= Edward Elliott (songwriter) =

British singer

 Edward Elliott (c. 1800-1867) was born in Northumberland. He was a writer of popular humorous songs, and, in turn, an alcoholic, a reformed alcoholic, and an ardent temperance worker. His most famous song is "Whitley Camp".

== Life ==
Edward Elliott was born circa 1800, possibly in Earsdon, Northumberland. He became an alcoholic at an early age, fought the addiction, and defeated it to become an advocate of temperance movement. He lectured in the subject of alcoholism, having plenty of material from his own experience. He told autobiographical stories of his problems on the stage and told them with great effect. In one story, told with pathos and humour, he described a drunkard's home, and showed the poverty by describing the mice sitting in the pantry with tears in their eyes.

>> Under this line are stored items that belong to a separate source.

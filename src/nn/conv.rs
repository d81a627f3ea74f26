//! 2D convolution layer.

use super::module::{Module, ModuleView};
use super::params::{Padding, PaddingMode, Shape2d};
use crate::runtime::backend::RuntimeError;
use crate::runtime::kernels;
use crate::swap::{make_2d, make_padding_2d};
use ndarray::{Array1, Array4, ArrayD};
use ndarray_rand::rand_distr::Uniform;
use ndarray_rand::RandomExt;
use rand::Rng;

/// Configuration for Conv2d layer.
#[derive(Debug, Clone, PartialEq)]
pub struct Conv2dConfig {
    /// Number of input channels.
    pub in_channels: usize,
    /// Number of output channels (filters).
    pub out_channels: usize,
    /// Convolution kernel size.
    pub kernel_size: (usize, usize),
    /// Convolution stride.
    pub stride: Shape2d,
    /// Padding.
    pub padding: Padding,
    /// Dilation (kernel expansion).
    pub dilation: Shape2d,
    /// Number of groups for grouped/depthwise convolution.
    pub groups: usize,
    /// Use bias.
    pub bias: bool,
    pub padding_mode: PaddingMode,
}

impl Default for Conv2dConfig {
    fn default() -> Self {
        Self {
            in_channels: 1,
            out_channels: 1,
            kernel_size: (3, 3),
            stride: Shape2d::Scalar(1),
            padding: Padding::default(),
            dilation: Shape2d::Scalar(1),
            groups: 1,
            bias: true,
            padding_mode: PaddingMode::Zeros,
        }
    }
}

impl Conv2dConfig {
    pub fn new(in_channels: usize, out_channels: usize, kernel_size: (usize, usize)) -> Self {
        Self {
            in_channels,
            out_channels,
            kernel_size,
            ..Default::default()
        }
    }

    pub fn with_stride(mut self, stride: impl Into<Shape2d>) -> Self {
        self.stride = stride.into();
        self
    }

    pub fn with_padding(mut self, padding: impl Into<Padding>) -> Self {
        self.padding = padding.into();
        self
    }

    pub fn with_dilation(mut self, dilation: impl Into<Shape2d>) -> Self {
        self.dilation = dilation.into();
        self
    }

    pub fn with_groups(mut self, groups: usize) -> Self {
        self.groups = groups;
        self
    }

    pub fn with_bias(mut self, bias: bool) -> Self {
        self.bias = bias;
        self
    }

    pub fn with_padding_mode(mut self, padding_mode: PaddingMode) -> Self {
        self.padding_mode = padding_mode;
        self
    }
}

/// 2D Convolutional layer.
///
/// Applies 2D convolution to input tensor of shape [N, C_in, H, W] or
/// [C_in, H, W]. The weight has shape [C_out, C_in/groups, kH, kW].
///
/// # Example
///
/// ```rust,ignore
/// use opswap::nn::{Conv2d, Conv2dConfig};
///
/// let conv = Conv2d::from_config(Conv2dConfig::new(3, 64, (3, 3)).with_padding(1));
/// ```
#[derive(Debug, Clone)]
pub struct Conv2d {
    pub weight: Array4<f32>,
    pub bias: Option<Array1<f32>>,
    pub config: Conv2dConfig,
}

impl Conv2d {
    /// Creates a randomly initialised layer with default hyperparameters.
    pub fn new(in_channels: usize, out_channels: usize, kernel_size: (usize, usize)) -> Self {
        Self::from_config(Conv2dConfig::new(in_channels, out_channels, kernel_size))
    }

    pub fn from_config(config: Conv2dConfig) -> Self {
        Self::init_with(config, &mut rand::thread_rng())
    }

    /// Initialises weights uniformly in `±1/sqrt(fan_in)` from `rng`.
    pub fn init_with<R: Rng + ?Sized>(config: Conv2dConfig, rng: &mut R) -> Self {
        let groups = config.groups.max(1);
        let (kh, kw) = config.kernel_size;
        let fan_in = (config.in_channels / groups * kh * kw).max(1);
        let bound = 1.0 / (fan_in as f32).sqrt();
        let dist = Uniform::new_inclusive(-bound, bound);

        let weight = Array4::random_using(
            (config.out_channels, config.in_channels / groups, kh, kw),
            dist,
            rng,
        );
        let bias = if config.bias {
            Some(Array1::random_using(config.out_channels, dist, rng))
        } else {
            None
        };
        Self { weight, bias, config }
    }

    /// Builds a layer around existing weights. Channel counts and kernel
    /// size in `config` are taken from the weight.
    pub fn from_weights(weight: Array4<f32>, bias: Option<Array1<f32>>, mut config: Conv2dConfig) -> Self {
        let (out_channels, in_per_group, kh, kw) = weight.dim();
        config.out_channels = out_channels;
        config.in_channels = in_per_group * config.groups.max(1);
        config.kernel_size = (kh, kw);
        config.bias = bias.is_some();
        Self { weight, bias, config }
    }

    pub fn with_stride(mut self, stride: impl Into<Shape2d>) -> Self {
        self.config.stride = stride.into();
        self
    }

    pub fn with_padding(mut self, padding: impl Into<Padding>) -> Self {
        self.config.padding = padding.into();
        self
    }

    pub fn with_dilation(mut self, dilation: impl Into<Shape2d>) -> Self {
        self.config.dilation = dilation.into();
        self
    }

    pub fn with_padding_mode(mut self, padding_mode: PaddingMode) -> Self {
        self.config.padding_mode = padding_mode;
        self
    }
}

impl Module for Conv2d {
    fn view(&self) -> ModuleView<'_> {
        ModuleView::Conv2d(self)
    }

    fn eval(&self, input: &ArrayD<f32>) -> Result<ArrayD<f32>, RuntimeError> {
        if self.config.padding_mode != PaddingMode::Zeros {
            return Err(RuntimeError::UnimplementedOperation(format!(
                "conv2d with padding_mode '{}'",
                self.config.padding_mode
            )));
        }
        let stride = make_2d(&self.config.stride, "stride")?;
        let dilation = make_2d(&self.config.dilation, "dilation")?;
        let padding = make_padding_2d(&self.config.padding, stride, dilation, self.config.kernel_size)?;
        kernels::spatial(input, |x| {
            kernels::conv2d_direct(
                x,
                self.weight.view(),
                self.bias.as_ref().map(|b| b.view()),
                stride,
                padding,
                dilation,
                self.config.groups,
            )
        })
    }
}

He never attempted to refine his broad Geordie dialect as he knew this could detract from humour, and consequently, the message. And many time his act broke down in "irrepressible laughter".

According to one of Haliiwell’s article in the Weekly Chronicle, a Mr. Taylor, the eminent engineer, once asked Elliott why he became a teetotaller. Elliott answered in his broad dialect, "Aa've h'ard it said there's a certain quantity of drink brewed for ivory man, and a'am sure aa've drunk ma share lang since"

He was also known as E.E. and used the pseudonym on two songs in the 1862 publication of his works.

Edward Elliott died 29 April 1867, age 67 and was buried in Earsdon Churchyard.

== Works ==
These include:
- The Sheep-Killin Dog – October 1862
- Whitley Camp – the story of the Felling Artillery Corps camping on Whitley Sands - September 1862.